Ekmek seçimine dikkat
Diyet programında ekmek seçiminiz de önem taşır. Bol tahıllı ekmek, tam buğday ekmeğini tercih edin…
Renklere önem verin
Tüm parlak ve koyu renkli (yeşil, kırmızı, mor, turuncu ve sarı) sebze ve meyveleri yemelisiniz; çünkü bu renkler aynı zamanda antioksidan özellikler taşır. Sebze ve meyveler bol su, vitamin-mineral içerler, az kalorilidirler. Sebze ve meyveler karbonhidrat kaynağı olmanın dışında lif, vitamin ve mineral içerdikleri, antioksidan özellikler taşıdıkları için beslenmede mutlaka belirli düzeyde tüketilmelidir.
Posalı yiyecekleri tüketmeniz önemli
Posa bakımından zengin besinlerin yağ oranları daha düşüktür ve daha az kalori içerirler.

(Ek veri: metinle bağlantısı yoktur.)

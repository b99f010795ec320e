//! Request errors and the mapping of every failure to a status code and
//! failure body.

use stack_query::StackError;
use thiserror::Error;

use crate::response::FailureResponse;

/// Message used whenever the raster list is missing or empty.
pub const RASTERS_REQUIRED: &str =
    "Provide a set of rasters from land surface to bedrock (descending order)";

/// Errors raised while validating a location request.
#[derive(Debug, Error, PartialEq)]
pub enum ProtocolError {
    /// A required parameter is absent or blank.
    #[error("{}", missing_message(.0))]
    MissingParameter(&'static str),

    /// A numeric parameter failed validation.
    #[error("Provide a numeric value for {0}")]
    InvalidNumber(String),

    /// The raster list is present but names nothing.
    #[error("{}", RASTERS_REQUIRED)]
    NoRasters,

    /// A raster path escapes the data directory or is otherwise unusable.
    #[error("Error: Raster file {0} is not a valid path")]
    InvalidRasterPath(String),

    /// A raster path does not exist.
    #[error("Error: Raster file {0} does not exist")]
    RasterNotFound(String),

    /// A named stack is not configured.
    #[error("Unknown stack {0}")]
    UnknownStack(String),
}

fn missing_message(name: &str) -> String {
    match name {
        "rasters" => RASTERS_REQUIRED.to_string(),
        other => format!("Provide a numeric {other} value"),
    }
}

impl ProtocolError {
    /// Get the HTTP status code for this error.
    pub fn status_code(&self) -> u16 {
        match self {
            ProtocolError::MissingParameter(_) => 400,
            ProtocolError::InvalidNumber(_) => 400,
            ProtocolError::NoRasters => 400,
            ProtocolError::InvalidRasterPath(_) => 400,
            ProtocolError::RasterNotFound(_) => 404,
            ProtocolError::UnknownStack(_) => 404,
        }
    }

    /// Short machine-readable name, used for metric labels.
    pub fn kind(&self) -> &'static str {
        match self {
            ProtocolError::MissingParameter(_) => "missing_parameter",
            ProtocolError::InvalidNumber(_) => "invalid_number",
            ProtocolError::NoRasters => "no_rasters",
            ProtocolError::InvalidRasterPath(_) => "invalid_raster_path",
            ProtocolError::RasterNotFound(_) => "raster_not_found",
            ProtocolError::UnknownStack(_) => "unknown_stack",
        }
    }
}

/// Any failure of a location request.
#[derive(Debug, Error)]
pub enum LocationError {
    #[error(transparent)]
    Protocol(#[from] ProtocolError),

    #[error(transparent)]
    Stack(#[from] StackError),
}

impl LocationError {
    /// Get the HTTP status code for this error.
    pub fn status_code(&self) -> u16 {
        match self {
            LocationError::Protocol(e) => e.status_code(),
            LocationError::Stack(e) => match e {
                StackError::OutOfBounds { .. } => 400,
                StackError::EmptyStack => 400,
                StackError::LayerMismatch { .. } => 422,
                StackError::InvalidGeometry(_) => 422,
                StackError::NoCoverage => 404,
                StackError::RasterAccess { .. } => 500,
            },
        }
    }

    /// Short machine-readable name, used for metric labels.
    pub fn kind(&self) -> &'static str {
        match self {
            LocationError::Protocol(e) => e.kind(),
            LocationError::Stack(e) => e.kind(),
        }
    }

    /// Convert to the failure body.
    pub fn to_failure(&self) -> FailureResponse {
        let message = match self {
            LocationError::Stack(StackError::RasterAccess { layer, .. }) => {
                format!("Error: Opening and reading raster {layer}")
            }
            LocationError::Stack(StackError::NoCoverage) => {
                "Site is outside the extent of the geologic units".to_string()
            }
            other => other.to_string(),
        };
        FailureResponse::new(message)
    }
}
//! Health and metrics handlers.

use axum::{
    extract::Extension,
    http::{header, StatusCode},
    response::{IntoResponse, Response},
    Json,
};
use metrics_exporter_prometheus::PrometheusHandle;
use serde::Serialize;

#[derive(Serialize)]
pub struct HealthResponse {
    pub status: String,
}

/// GET /health - Basic health check
pub async fn health_handler() -> Json<HealthResponse> {
    Json(HealthResponse {
        status: "ok".to_string(),
    })
}

/// GET /metrics - Prometheus metrics
pub async fn metrics_handler(
    Extension(prometheus): Extension<Option<PrometheusHandle>>,
) -> Response {
    match prometheus {
        Some(handle) => (
            StatusCode::OK,
            [(header::CONTENT_TYPE, "text/plain; version=0.0.4")],
            handle.render(),
        )
            .into_response(),
        None => (StatusCode::SERVICE_UNAVAILABLE, "metrics recorder not installed").into_response(),
    }
}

Bu tür besinler, çiğnemeyi gerektirdiğinden yemek yemenizi ağırlaştırır, bu da doygunluk hissi yaratarak daha az yemek yemenizi sağlar ve beraberinde yeterli su alınması ile kısa zamanda, uzun süreli tokluk hissi yaşanır. Posanın kendisi sindirilmediğinden posa oranı yüksek fakat kalorisi düşük besinler seçilirse kilo vermeniz kolaylaşır.
Favori yiyecekleriniz, posa içeriği yüksek vitamin ve mineral kaynağı sebze ve meyveler ile kepeklerinden ayrılmamış, (işlenmemiş)rafine edilmemiş tahıllar olmalıdır.
Yeterli kalsiyum ve C vitamini
Kalsiyum” ve “C” vitamini takviyeleri de metabolizmayı hızlandırmada, kilo vermede yardımcı olur. Yeterli kalsiyum alın, (brokoli, badem, kabak, koyu renkli sebzeler, süt, yoğurt, peynir gibi) C vitamini içeren yiyecekleri yemelisiniz. C vitamini, yağ yakımını arttırıcı özelliktedir. C vitamini doğal yollardan sebze ve meyvelerden alındığında ise etkisini daha fazla gösterir.
Bol su az tuz
Bol bol sıvı tüketin. Daha hızlı kilo kaybı için bol su içmeye çalışın, günlük su tüketiminizin 2,5 litre olmalıdır. Su yağlar ve toksinlerin atılmasına yardımcı olur, su tutma (ödem) ve şişkinliği önler.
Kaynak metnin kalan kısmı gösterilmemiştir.